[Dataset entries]
+--

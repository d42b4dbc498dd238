use std::sync::atomic::AtomicBool;
use std::sync::Arc;
use std::time::{Duration, Instant};
use log::{debug, info, trace, warn};
use rayon::prelude::*;
use crate::board::Rules;
use crate::error::SearchError;
use crate::search::alphabeta::Searcher;
use crate::search::eval::{Evaluator, Score, INFINITY, MAX_DEPTH};
use crate::search::tt::Tt;

#[derive(Debug, Clone, Copy)]
pub struct SearchParams {
    /// Plies from the root; 0 means "as deep as time allows" under a movetime.
    pub depth: u32,
    pub threads: usize,
    pub movetime: Option<Duration>,
    pub use_tt: bool,
    pub use_pruning: bool,
}

impl Default for SearchParams {
    fn default() -> Self {
        Self { depth: 1, threads: 1, movetime: None, use_tt: true, use_pruning: true }
    }
}

#[derive(Debug, Clone)]
pub struct SearchResult<M> {
    pub bestmove: Option<M>,
    /// Score of `bestmove` from the root mover's perspective.
    pub score: Score,
    /// Deepest fully completed depth.
    pub depth: u32,
    pub nodes: u64,
    /// False when the deadline cut the requested depth short.
    pub completed: bool,
}

impl<M> SearchResult<M> {
    fn no_move(nodes: u64) -> Self {
        Self { bestmove: None, score: 0, depth: 0, nodes, completed: true }
    }
}

/// Root dispatcher: fans root moves out over a worker pool sharing one
/// transposition cache, then reduces to the best move.
pub struct Engine<E> {
    tt: Arc<Tt>,
    eval: E,
    pool: rayon::ThreadPool,
}

struct RootOutcome<M> {
    scores: Vec<(M, Option<Score>)>,
    nodes: u64,
    aborted: bool,
}

impl<E> Engine<E> {
    pub fn new(eval: E, hash_mb: usize, threads: usize) -> Result<Self, SearchError> {
        let pool = rayon::ThreadPoolBuilder::new().num_threads(threads.max(1)).build()?;
        Ok(Self { tt: Arc::new(Tt::with_capacity_mb(hash_mb)), eval, pool })
    }

    pub fn with_tt(eval: E, tt: Arc<Tt>, threads: usize) -> Result<Self, SearchError> {
        let pool = rayon::ThreadPoolBuilder::new().num_threads(threads.max(1)).build()?;
        Ok(Self { tt, eval, pool })
    }

    pub fn tt(&self) -> &Tt { &self.tt }

    pub fn evaluator(&self) -> &E { &self.eval }

    pub fn threads(&self) -> usize { self.pool.current_num_threads() }

    pub fn set_threads(&mut self, threads: usize) -> Result<(), SearchError> {
        self.pool = rayon::ThreadPoolBuilder::new().num_threads(threads.max(1)).build()?;
        info!("worker pool resized to {} threads", self.threads());
        Ok(())
    }

    /// Replaces the cache; callers must not be searching.
    pub fn set_hash_mb(&mut self, mb: usize) {
        self.tt = Arc::new(Tt::with_capacity_mb(mb));
        info!("transposition cache resized to {} entries", self.tt.capacity());
    }

    pub fn new_game(&self) {
        self.tt.clear();
        info!("new game: transposition cache cleared");
    }
}

impl<E> Engine<E> {
    /// Best move at a fixed depth using `worker_count` workers, or `None`
    /// when the position has no legal moves.
    pub fn best_move<P>(&self, pos: &P, depth: u32, worker_count: usize) -> Result<Option<P::Move>, SearchError>
    where
        P: Rules,
        E: Evaluator<P>,
    {
        let params = SearchParams { depth, threads: worker_count, ..SearchParams::default() };
        Ok(self.search(pos, &params)?.bestmove)
    }

    pub fn search<P>(&self, pos: &P, params: &SearchParams) -> Result<SearchResult<P::Move>, SearchError>
    where
        P: Rules,
        E: Evaluator<P>,
    {
        let moves = pos.legal_moves();
        if moves.is_empty() {
            return Ok(SearchResult::no_move(0));
        }

        let temp_pool;
        let pool = if params.threads.max(1) == self.pool.current_num_threads() {
            &self.pool
        } else {
            temp_pool = rayon::ThreadPoolBuilder::new().num_threads(params.threads.max(1)).build()?;
            &temp_pool
        };

        let target = match (params.depth, params.movetime) {
            (0, Some(_)) => MAX_DEPTH,
            (0, None) => 1,
            (d, _) => d.min(MAX_DEPTH),
        };
        let Some(movetime) = params.movetime else {
            let out = self.search_root(pool, pos, &moves, target, params, None, None)?;
            let (bestmove, score) = reduce(&out.scores).unwrap_or((moves[0], 0));
            debug!("depth {target} score {score} nodes {} best {:?}", out.nodes, bestmove);
            trace!("tt hashfull {} permille", self.tt.hashfull());
            return Ok(SearchResult { bestmove: Some(bestmove), score, depth: target, nodes: out.nodes, completed: true });
        };

        let deadline = Instant::now() + movetime;
        let abort = AtomicBool::new(false);
        let mut last: Option<(P::Move, Score, u32)> = None;
        let mut nodes = 0u64;
        for d in 1..=target {
            self.tt.bump_generation();
            let out = self.search_root(pool, pos, &moves, d, params, Some(deadline), Some(&abort))?;
            nodes += out.nodes;
            if out.aborted {
                warn!("depth {d} aborted at deadline after {nodes} nodes");
                if last.is_none() {
                    // Nothing finished yet: settle for the completed root moves.
                    let (bm, sc) = reduce(&out.scores).unwrap_or((moves[0], 0));
                    return Ok(SearchResult { bestmove: Some(bm), score: sc, depth: 0, nodes, completed: false });
                }
                break;
            }
            if let Some((bm, sc)) = reduce(&out.scores) {
                debug!("depth {d} score {sc} nodes {nodes} best {:?}", bm);
                last = Some((bm, sc, d));
            }
            if Instant::now() >= deadline { break; }
        }
        let (bestmove, score, depth) = last.unwrap_or((moves[0], 0, 0));
        Ok(SearchResult { bestmove: Some(bestmove), score, depth, nodes, completed: depth == target })
    }

    #[allow(clippy::too_many_arguments)]
    fn search_root<P>(
        &self,
        pool: &rayon::ThreadPool,
        pos: &P,
        moves: &[P::Move],
        depth: u32,
        params: &SearchParams,
        deadline: Option<Instant>,
        abort: Option<&AtomicBool>,
    ) -> Result<RootOutcome<P::Move>, SearchError>
    where
        P: Rules,
        E: Evaluator<P>,
    {
        let tt: &Tt = &self.tt;
        let eval = &self.eval;
        let results: Vec<(P::Move, Result<Score, SearchError>, u64)> = pool.install(|| {
            moves.par_iter().map(|&m| {
                let mut child = pos.clone();
                child.make_move(m);
                let mut w = Searcher::new(tt, eval).with_tt(params.use_tt).with_pruning(params.use_pruning);
                if let Some(flag) = abort { w = w.with_deadline(deadline, flag); }
                let score = w.search(&mut child, depth - 1, -INFINITY, INFINITY, false);
                (m, score, w.nodes())
            }).collect()
        });

        let mut out = RootOutcome { scores: Vec::with_capacity(results.len()), nodes: 0, aborted: false };
        for (m, r, n) in results {
            out.nodes += n;
            match r {
                Ok(s) => out.scores.push((m, Some(s))),
                Err(SearchError::Aborted) => { out.aborted = true; out.scores.push((m, None)); }
                Err(e) => return Err(e),
            }
        }
        Ok(out)
    }
}

/// Highest score wins; ties go to the earliest submitted move.
fn reduce<M: Copy>(scores: &[(M, Option<Score>)]) -> Option<(M, Score)> {
    let mut best: Option<(M, Score)> = None;
    for &(m, s) in scores {
        let Some(s) = s else { continue };
        if best.map_or(true, |(_, bs)| s > bs) { best = Some((m, s)); }
    }
    best
}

+--

**Task description**: Throughout the records above, find the lines in which the word "match" appears and return them.

**Exercise result**:
        let target = match (params.depth, params.movetime) {
            match r {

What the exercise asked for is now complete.